According to El-Karim, the UNHCR allocated fixed salaries for refugees in Egypt, in which individuals receive from EGP 400 to EGP 600, and families of four to six members receive EGP 1,000. The centre also helps employ African refugees and foreigners to work as teachers and employees.
“I support them with sedative medications and psychotherapy sessions, but still it is not enough,” Raghda Seleit, a psychiatrist at the El Nadeem Centre for Rehabilitation of Victims of Violence, specialising in providing care and services to Egyptians as well as refugees.
She added that many of the Africans she works with suffer from “what we call post-traumatic stress disorder (PTSD) or anxiety.
Therefore, they are not psychologically qualified to deal with the obstacles they are facing in Egyptian society. Most of the cases are had already experienced different tragedies and traumatic experiences in their home countries; at least one of their family members was tortured, killed or raped in front of her eyes, if she had not [experienced] this first hand.”
As a psychiatrist concerned with her patients’ psychological well-being, Seleit said: “I advise them to leave their work, since a recovering PTSD patient requires a safe environment, but this would be inapplicable since their life will totally deteriorate without any income.”
According to Egyptian labour law, non-Egyptians are not allowed to work as employees in any Egyptian companies or intuitions. Therefore, they resort to working in houses as cleaners and babysitters, where they are paid negligible salaries.
Malek Adly, Director of the Lawyers’ Network at the Egyptian Centre for Economic and Social Rights (ESCESR) said: “The point is in Egypt we are not totally committed to the 1951 refugee convention policies.”
“On the other hand, the government rejected many of the projects that included support services for refugees; these projects were offered from external and internal sources,” he added.
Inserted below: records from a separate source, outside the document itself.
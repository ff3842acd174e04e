//! In-process confidential-asset UTXO node with a wallet RPC surface.
//!
//! Balances are tracked per wallet rather than per output; that is all the
//! adapter can observe through [`ElementsRpc`].

use std::collections::{BTreeMap, HashMap};
use std::sync::Mutex;
use std::sync::atomic::{AtomicBool, AtomicU64, AtomicUsize, Ordering};
use std::time::Duration;

use async_trait::async_trait;
use sha2::{Digest, Sha256};

use super::ElementsSettings;
use super::rpc::{AddressInfo, ElementsRpc, error_code};
use crate::adapter::TransportError;

const RPC_INVALID_ADDRESS: i64 = -5;
const RPC_VERIFY_REJECTED: i64 = -26;

#[derive(Debug, Default)]
struct NodeState {
    /// wallet -> (asset label -> sats)
    wallets: BTreeMap<String, BTreeMap<String, i64>>,
    /// address -> (owning wallet, address info, private key)
    addresses: HashMap<String, (String, AddressInfo, String)>,
}

pub struct SimulatedElements {
    state: Mutex<NodeState>,
    base_wallet: String,
    reissuable: bool,
    latency: Option<Duration>,
    offline: AtomicBool,
    reject_next_send: AtomicBool,
    drop_next_send_response: AtomicBool,
    sequence: AtomicU64,
    reissues: AtomicUsize,
}

fn digest(parts: &[&str]) -> String {
    let mut hasher = Sha256::new();
    for part in parts {
        hasher.update(part.as_bytes());
        hasher.update([0u8]);
    }
    hex::encode(hasher.finalize())
}

fn wallet_not_found(wallet: &str) -> TransportError {
    TransportError::rpc(
        error_code::WALLET_NOT_FOUND,
        format!("Requested wallet does not exist or is not loaded: {wallet}"),
    )
}

impl SimulatedElements {
    /// A node with the base wallet loaded and holding the reissuance token.
    pub fn new(settings: &ElementsSettings) -> Self {
        let mut state = NodeState::default();
        state.wallets.insert(settings.base_wallet.clone(), BTreeMap::new());
        Self {
            state: Mutex::new(state),
            base_wallet: settings.base_wallet.clone(),
            reissuable: true,
            latency: None,
            offline: AtomicBool::new(false),
            reject_next_send: AtomicBool::new(false),
            drop_next_send_response: AtomicBool::new(false),
            sequence: AtomicU64::new(0),
            reissues: AtomicUsize::new(0),
        }
    }

    pub fn without_reissuance_token(mut self) -> Self {
        self.reissuable = false;
        self
    }

    pub fn with_latency(mut self, latency: Duration) -> Self {
        self.latency = Some(latency);
        self
    }

    pub fn set_offline(&self, offline: bool) {
        self.offline.store(offline, Ordering::SeqCst);
    }

    /// The next send is rejected by the node without effect.
    pub fn fail_next_tx(&self) {
        self.reject_next_send.store(true, Ordering::SeqCst);
    }

    /// The next send is broadcast but its response is lost.
    pub fn drop_next_send_response(&self) {
        self.drop_next_send_response.store(true, Ordering::SeqCst);
    }

    pub fn reissue_count(&self) -> usize {
        self.reissues.load(Ordering::SeqCst)
    }

    fn next_seq(&self) -> u64 {
        self.sequence.fetch_add(1, Ordering::SeqCst) + 1
    }

    async fn round_trip(&self) -> Result<(), TransportError> {
        if let Some(latency) = self.latency {
            tokio::time::sleep(latency).await;
        }
        if self.offline.load(Ordering::SeqCst) {
            return Err(TransportError::Unreachable("node is offline".to_string()));
        }
        Ok(())
    }

    fn lock(&self) -> Result<std::sync::MutexGuard<'_, NodeState>, TransportError> {
        self.state
            .lock()
            .map_err(|_| TransportError::Protocol("node state poisoned".to_string()))
    }
}

#[async_trait]
impl ElementsRpc for SimulatedElements {
    async fn list_wallets(&self) -> Result<Vec<String>, TransportError> {
        self.round_trip().await?;
        Ok(self.lock()?.wallets.keys().cloned().collect())
    }

    async fn create_wallet(&self, wallet: &str) -> Result<(), TransportError> {
        self.round_trip().await?;
        let mut state = self.lock()?;
        if state.wallets.contains_key(wallet) {
            return Err(TransportError::rpc(
                error_code::WALLET_ERROR,
                format!("Wallet {wallet} already exists."),
            ));
        }
        state.wallets.insert(wallet.to_string(), BTreeMap::new());
        Ok(())
    }

    async fn get_new_address(&self, wallet: &str) -> Result<String, TransportError> {
        self.round_trip().await?;
        let seq = self.next_seq().to_string();
        let mut state = self.lock()?;
        if !state.wallets.contains_key(wallet) {
            return Err(wallet_not_found(wallet));
        }
        let unconfidential = format!("ert1q{}", &digest(&["addr", wallet, &seq])[..38]);
        let info = AddressInfo {
            address: format!("el1qq{}", &digest(&["ct", wallet, &seq])[..58]),
            confidential_key: digest(&["blind", wallet, &seq]),
            unconfidential,
        };
        let private_key = digest(&["priv", wallet, &seq]);
        let address = info.address.clone();
        state
            .addresses
            .insert(info.unconfidential.clone(), (wallet.to_string(), info.clone(), private_key.clone()));
        state
            .addresses
            .insert(address.clone(), (wallet.to_string(), info, private_key));
        Ok(address)
    }

    async fn get_address_info(&self, wallet: &str, address: &str) -> Result<AddressInfo, TransportError> {
        self.round_trip().await?;
        let state = self.lock()?;
        match state.addresses.get(address) {
            Some((owner, info, _)) if owner == wallet => Ok(info.clone()),
            _ => Err(TransportError::rpc(RPC_INVALID_ADDRESS, "Invalid address")),
        }
    }

    async fn dump_priv_key(&self, wallet: &str, address: &str) -> Result<String, TransportError> {
        self.round_trip().await?;
        let state = self.lock()?;
        match state.addresses.get(address) {
            Some((owner, _, key)) if owner == wallet => Ok(key.clone()),
            _ => Err(TransportError::rpc(RPC_INVALID_ADDRESS, "Address does not refer to a key")),
        }
    }

    async fn get_balance(&self, wallet: &str, asset_label: &str) -> Result<i64, TransportError> {
        self.round_trip().await?;
        let state = self.lock()?;
        let held = state.wallets.get(wallet).ok_or_else(|| wallet_not_found(wallet))?;
        Ok(held.get(asset_label).copied().unwrap_or(0))
    }

    async fn reissue_asset(&self, wallet: &str, asset_label: &str, amount: i64) -> Result<String, TransportError> {
        self.round_trip().await?;
        if !self.reissuable || wallet != self.base_wallet {
            return Err(TransportError::rpc(
                error_code::INVALID_PARAMETER,
                format!("No available reissuance tokens in wallet for {asset_label}"),
            ));
        }
        let seq = self.next_seq().to_string();
        let mut state = self.lock()?;
        let held = state.wallets.get_mut(wallet).ok_or_else(|| wallet_not_found(wallet))?;
        *held.entry(asset_label.to_string()).or_insert(0) += amount;
        self.reissues.fetch_add(1, Ordering::SeqCst);
        Ok(digest(&["reissue", wallet, &seq]))
    }

    async fn send_to_address(
        &self,
        wallet: &str,
        address: &str,
        amount: i64,
        asset_label: &str,
        comment: &str,
    ) -> Result<String, TransportError> {
        self.round_trip().await?;
        if self.reject_next_send.swap(false, Ordering::SeqCst) {
            return Err(TransportError::rpc(RPC_VERIFY_REJECTED, "transaction rejected by node"));
        }
        if amount <= 0 {
            return Err(TransportError::rpc(-3, "Invalid amount for send"));
        }
        let seq = self.next_seq().to_string();
        let mut state = self.lock()?;
        let dest_wallet = match state.addresses.get(address) {
            Some((owner, _, _)) => owner.clone(),
            None => return Err(TransportError::rpc(RPC_INVALID_ADDRESS, "Invalid address")),
        };
        let source = state.wallets.get(wallet).ok_or_else(|| wallet_not_found(wallet))?;
        if source.get(asset_label).copied().unwrap_or(0) < amount {
            return Err(TransportError::rpc(error_code::WALLET_INSUFFICIENT_FUNDS, "Insufficient funds"));
        }
        if let Some(held) = state.wallets.get_mut(wallet) {
            *held.entry(asset_label.to_string()).or_insert(0) -= amount;
        }
        if let Some(held) = state.wallets.get_mut(&dest_wallet) {
            *held.entry(asset_label.to_string()).or_insert(0) += amount;
        }
        drop(state);

        let txid = digest(&["send", wallet, address, &amount.to_string(), comment, &seq]);
        if self.drop_next_send_response.swap(false, Ordering::SeqCst) {
            return Err(TransportError::Timeout(format!("response for {txid} lost")));
        }
        Ok(txid)
    }
}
According to Adly, in police stations, refugees are not considered part of society, and therefore do not have the right to complain about anything.
“When anyone of the refugees tries to show their UN asylum card to the police, they ask them to go to the UNHCR and report, since it’s responsible for refugees’ affairs,” he said. On the other hand, he noted that policemen often verbally assault and physically abuse Africans refugees of both genders.
Meanwhile, Adly suggested that the Egyptian law should be more committed to the agreements held between Egypt and African countries regarding the affairs of African in Egypt. To improve African domestic workers’ conditions in Egypt, we should issue a law that grants them their rights and safeguards them from any inhuman abuse, he said.
When asked what she felt she might take away from her experience if she had an opportunity to leave Egypt, Sophie said: “Nothing at all. Not from the country or the people.”